- [Data for processing]:

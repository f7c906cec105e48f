//! Compatibility-mode directives at the top of a file (`#!KAMAILIO`, ...)

use crate::cfg::ast::{Node, NodeId, NodeKind};
use crate::cfg::lexer::TokenKind;
use crate::cfg::parser::Parser;

pub const FILE_STARTERS: &[&str] = &["SER", "KAMAILIO", "OPENSER", "MAXCOMPAT", "ALL"];

pub fn file_starter(parser: &mut Parser) -> NodeId {
    if parser.at_eof() {
        return parser.expected("file starter");
    }

    let token = parser.peek();
    let directive = match token.literal.as_str() {
        Some(name) if token.kind == TokenKind::Preproc && FILE_STARTERS.contains(&name) => {
            Some(name.to_string())
        }
        _ => None,
    };
    let Some(directive) = directive else {
        return parser.expected("file starter");
    };

    let (_, span) = parser.advance();
    parser.alloc(Node::scalar(NodeKind::FileStarter, directive).with_span(Some(span)))
}
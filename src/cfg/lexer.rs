//! Lexer module for the cfg dialect
//!
//! This module turns raw configuration source into an ordered token
//! sequence. Scanning is done by a hand-written cursor ([`Lexer`]) driven by
//! ordered tables of anchored regexes, followed by a [`sanitize`] pass that
//! folds multi-line strings and reclassifies identifiers. Every successful
//! tokenization ends with an `EOF` token.
//!
//! Only ASCII letters start identifiers; bytes outside the grammar are an
//! error unless illegal-character recovery is switched on.

pub mod error;
pub mod lexer_impl;
pub mod patterns;
pub mod sanitize;
pub mod tokens;

pub use error::LexError;
pub use lexer_impl::{tokenize, tokenize_with_options, tokenize_with_spans, Lexer, SpannedToken};
pub use sanitize::{sanitize, KEYWORDS, PREPROC_DIRECTIVES, ROUTE_KEYWORDS};
pub use tokens::{Literal, Token, TokenKind};
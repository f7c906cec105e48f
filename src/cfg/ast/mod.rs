//! Syntax tree for the cfg dialect
//!
//! ## Modules
//!
//! - `node` - node kinds, payloads and the [`Node`] value
//! - `tree` - the [`Ast`] arena and [`NodeRef`] views
//! - `builder` - declarative construction of expected trees
//! - `location` - byte offset to line/column conversion
//! - `diagnostics` - error nodes as structured diagnostics
//! - `lookup` - nodes under a byte offset
//! - `error` - errors of tree operations

pub mod builder;
pub mod diagnostics;
pub mod error;
pub mod location;
pub mod lookup;
pub mod node;
pub mod tree;

pub use diagnostics::{Diagnostic, DiagnosticSeverity};
pub use error::TreeError;
pub use location::{Position, SourceLocation, Span};
pub use node::{Node, NodeId, NodeKind, NodePayload, PayloadShape, Scalar};
pub use tree::{Ast, NodeRef};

- [What you are asked to do]:
All of the entries above need to be output again exactly.

- [Result]:
repository f7c906cec105e48f
//! Compatibility-mode directives at the top of a file (`#!KAMAILIO`, ...)

use crate::cfg::ast::{Node, NodeId, NodeKind};
use crate::cfg::lexer::TokenKind;
use crate::cfg::parser::Parser;

pub const FILE_STARTERS: &[&str] = &["SER", "KAMAILIO", "OPENSER", "MAXCOMPAT", "ALL"];

pub fn file_starter(parser: &mut Parser) -> NodeId {
    if parser.at_eof() {
        return parser.expected("file starter");
    }

    let token = parser.peek();
    let directive = match token.literal.as_str() {
        Some(name) if token.kind == TokenKind::Preproc && FILE_STARTERS.contains(&name) => {
            Some(name.to_string())
        }
        _ => None,
    };
    let Some(directive) = directive else {
        return parser.expected("file starter");
    };

    let (_, span) = parser.advance();
    parser.alloc(Node::scalar(NodeKind::FileStarter, directive).with_span(Some(span)))
}
filename src/cfg/lexer.rs
//! Lexer module for the cfg dialect
//!
//! This module turns raw configuration source into an ordered token
//! sequence. Scanning is done by a hand-written cursor ([`Lexer`]) driven by
//! ordered tables of anchored regexes, followed by a [`sanitize`] pass that
//! folds multi-line strings and reclassifies identifiers. Every successful
//! tokenization ends with an `EOF` token.
//!
//! Only ASCII letters start identifiers; bytes outside the grammar are an
//! error unless illegal-character recovery is switched on.

pub mod error;
pub mod lexer_impl;
pub mod patterns;
pub mod sanitize;
pub mod tokens;

pub use error::LexError;
pub use lexer_impl::{tokenize, tokenize_with_options, tokenize_with_spans, Lexer, SpannedToken};
pub use sanitize::{sanitize, KEYWORDS, PREPROC_DIRECTIVES, ROUTE_KEYWORDS};
pub use tokens::{Literal, Token, TokenKind};
repository f7c906cec105e48f
filename src/cfg/ast/mod.rs
//! Syntax tree for the cfg dialect
//!
//! ## Modules
//!
//! - `node` - node kinds, payloads and the [`Node`] value
//! - `tree` - the [`Ast`] arena and [`NodeRef`] views
//! - `builder` - declarative construction of expected trees
//! - `location` - byte offset to line/column conversion
//! - `diagnostics` - error nodes as structured diagnostics
//! - `lookup` - nodes under a byte offset
//! - `error` - errors of tree operations

pub mod builder;
pub mod diagnostics;
pub mod error;
pub mod location;
pub mod lookup;
pub mod node;
pub mod tree;

pub use diagnostics::{Diagnostic, DiagnosticSeverity};
pub use error::TreeError;
pub use location::{Position, SourceLocation, Span};
pub use node::{Node, NodeId, NodeKind, NodePayload, PayloadShape, Scalar};
pub use tree::{Ast, NodeRef};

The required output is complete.